Below are records. Copy every line with "into" in it.

Start of INPUT DATA

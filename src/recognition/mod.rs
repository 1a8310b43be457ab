//! Text recognition boundary.
//!
//! The pipeline only sees `TextRecognizer`. The engine behind it is loaded
//! once at startup and shared by every run through a `SharedRecognizer`.

pub mod ocrs_engine;

use image::GrayImage;
use std::sync::{Arc, Mutex};
use tracing::debug;

use crate::error::{PipelineError, Result};
use crate::models::Detection;

pub use ocrs_engine::OcrsRecognizer;

/// Turns a preprocessed page into raw detections
pub trait TextRecognizer: Send {
    /// Engine identifier (e.g. "ocrs")
    fn name(&self) -> &str;

    /// Detections in no guaranteed order, with polygons in `image` coordinates.
    /// An empty result means no text was found.
    fn recognize(&self, image: &GrayImage) -> Result<Vec<Detection>>;
}

/// Cloneable handle that serializes calls into a single recognizer
#[derive(Clone)]
pub struct SharedRecognizer {
    inner: Arc<Mutex<Box<dyn TextRecognizer>>>,
}

impl SharedRecognizer {
    pub fn new<R: TextRecognizer + 'static>(recognizer: R) -> Self {
        Self::from_boxed(Box::new(recognizer))
    }

    pub fn from_boxed(recognizer: Box<dyn TextRecognizer>) -> Self {
        Self {
            inner: Arc::new(Mutex::new(recognizer)),
        }
    }

    pub fn recognize(&self, image: &GrayImage) -> Result<Vec<Detection>> {
        let recognizer = self
            .inner
            .lock()
            .map_err(|_| PipelineError::Recognition("recognizer lock poisoned".to_string()))?;
        debug!("Running {} on {}x{}", recognizer.name(), image.width(), image.height());
        recognizer.recognize(image)
    }

    pub fn name(&self) -> String {
        match self.inner.lock() {
            Ok(recognizer) => recognizer.name().to_string(),
            Err(_) => "unavailable".to_string(),
        }
    }
}

impl std::fmt::Debug for SharedRecognizer {
    fn fmt(&self, f: &mut std::fmt::Formatter<'_>) -> std::fmt::Result {
        f.debug_struct("SharedRecognizer")
            .field("name", &self.name())
            .finish()
    }
}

End of INPUT DATA

» **SOLUTION TO THIS TASK**:
/// Turns a preprocessed page into raw detections
/// Cloneable handle that serializes calls into a single recognizer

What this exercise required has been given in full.